20 mai 2018 #TCHAD #Sénégal : «CHRONIQUE AFRIQUE DEBOUT » : Ces mots qui nous gouvernent – Fatimé Raymonne Habré.
Nous entendons quotidiennement dire que nous sommes dans un monde d’images, or nous vivons d’abord dans un monde de mots. Dans la situation de l’Afrique, les mots construisent le discours dominant de nos élites politiques qui se positionnent en interprètes et relayent ces mots qui pèsent sur nos vies, qui jouent avec nos vies. Les dirigeants et les politiciens africains assomment leurs peuples en s’érigeant comme les exécutants du discours dominant. Force est de constater que les élites politiques prêtent le flanc, voire sont très réceptives à ces mots et c’est la raison pour laquelle les idées et les fausses promesses circulent et pénètrent si facilement l’Afrique, nous envahissent et s’imposent à nous.
Aussi, il est important de décrypter ces mots qui rythment notre existence, conditionnent notre avenir. Faire apparaître les liens jamais anodins qui existent et qui se nouent avec ceux qui les ont forgés, modelés, c’est important pour comprendre cet étau qui nous étouffe et nous empêche d’aller de l’avant.
Dans l’espace françafricain, la lutte contre le terrorisme est devenue aujourd’hui prioritaire par rapport à la lutte contre la pauvreté. Ce mot d’ordre mobilise désormais les dirigeants politiques, les médias, tous les services de sécurité. Il n’est plus question de lutte contre la pauvreté ou de plan de réduction de la pauvreté.
On aura oublié que les maîtres du jeu qui créent ces mots, nous ont imposé des réformes économiques et structurelles au nom de la lutte contre la pauvreté présentée il y a, quelque temps, comme un axe d’intervention prioritaire pour les gouvernements africains.
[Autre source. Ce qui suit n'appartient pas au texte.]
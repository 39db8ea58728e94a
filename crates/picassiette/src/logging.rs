//! Logging setup shared by the library and its command line front end.
use tracing::level_filters::LevelFilter;
use tracing_subscriber::fmt::time::UtcTime;
use tracing_subscriber::fmt::{MakeWriter, fmt};
use tracing_subscriber::util::SubscriberInitExt;

/// The `RUST_LOG` style filter used when `RUST_LOG` is not set.
///
/// The cache crates log at `level`, while the HTTP stack only reports warnings and errors.
pub fn default_filter(level: LevelFilter) -> &'static str {
    match level {
        LevelFilter::OFF => "",
        LevelFilter::ERROR => "ERROR",
        LevelFilter::WARN => "WARN,hyper=ERROR",
        LevelFilter::INFO => "INFO,hyper=WARN,reqwest=WARN",
        LevelFilter::DEBUG => {
            "INFO,\
             hyper=WARN,\
             picassiette=DEBUG,\
             picassiette_cli=DEBUG"
        }
        LevelFilter::TRACE => {
            "INFO,\
             hyper=WARN,\
             picassiette=TRACE,\
             picassiette_cli=TRACE"
        }
    }
}

/// Installs a global subscriber that writes one JSON object per event.
///
/// Does nothing if a global subscriber is already installed.
pub fn init_json_logging<W>(env_filter: &str, make_writer: W)
where
    W: for<'writer> MakeWriter<'writer> + Send + Sync + 'static,
{
    fmt()
        .with_timer(UtcTime::rfc_3339())
        .with_target(true)
        .with_env_filter(env_filter)
        .json()
        .flatten_event(true)
        .with_current_span(true)
        .with_span_list(true)
        .with_file(true)
        .with_line_number(true)
        .with_writer(make_writer)
        .finish()
        .try_init()
        .ok();
}

#[cfg(test)]
mod tests {
    use tracing_subscriber::EnvFilter;

    use super::*;

    #[test]
    fn test_default_filters_parse() {
        for level in [
            LevelFilter::ERROR,
            LevelFilter::WARN,
            LevelFilter::INFO,
            LevelFilter::DEBUG,
            LevelFilter::TRACE,
        ] {
            let filter = default_filter(level);
            assert!(EnvFilter::try_new(filter).is_ok(), "{level}: {filter}");
        }
        assert!(default_filter(LevelFilter::DEBUG).contains("picassiette=DEBUG"));
    }
}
Ceux qui nous gouvernent et dont les intérêts financiers et la survie politique en dépendent, se sont mobilisés pour mettre à exécution les innombrables plans d’ajustement structurel.
Lesquels plans d’ajustement structurel ont été présentés par le FMI et la BM comme la solution pour les économies africaines surendettées. 80% de ces plans ont été un échec grave de l’aveu même des dirigeants des institutions de Brettons Wood. Très rapidement, d’autres mots furent enfilés sur la corde qui nous étrangle; entre autres, l’initiative PPTE. Elle vise, en principe, à ramener à un niveau acceptable la taille de l’endettement des pays éligibles, mais pour cela un vigoureux plan d’ajustement structurel (encore!) doit être accepté et exécuté sur 6 ans. Les populations africaines déjà lourdement éprouvées par ces initiatives, n’en peuvent plus de devoir faire des sacrifices supplémentaires. Alors, pour éviter que la marmite qui bouillonne, de plus en plus, ne saute, un autre mot, un autre concept est parachuté ; on nous a fait croire que la démocratie, l’ouverture démocratique est l’espoir pour les peuples.
Un matraque médiatique voire psychologique promet à ceux qui sont démunis, à ceux qu’on a appauvris, qu’avec la démocratie s’installera un nouvel ordre économique, politique et social plus juste qui leur garantira un emploi, un droit à l’éducation, un accès à l’eau potable et aux soins etc…
Les nouveaux dirigeants politiques issus des élections pluralistes ont le dos au mur et n’ont aucun moyen, ni la latitude de satisfaire les attentes des électeurs et électrices mobilisés, et qui attendent que cette nouvelle classe politique réponde devant eux de leurs promesses. Les maîtres du jeu imposent à cette nouvelle classe issue des urnes, d’adopter un cadre macro économique qui, soi-disant, répond aux exigences et attentes de leurs électeurs. Ce sera la dévaluation imposée de janvier 1994.
Ce changement de parité brutalement décidé, a mis en lumière, pour les populations africaines démunies, le caractère scandaleusement déséquilibré des rapports de force entre les dirigeants africains et les maîtres du jeu. Le jeu démocratique était une illusion, l’exercice du droit de vote s’était limité aux modalités d’accès au pouvoir d’acteurs politiques qui voient la réalité du pouvoir leur échapper totalement. Ils n’étaient que des instruments des maîtres du jeu.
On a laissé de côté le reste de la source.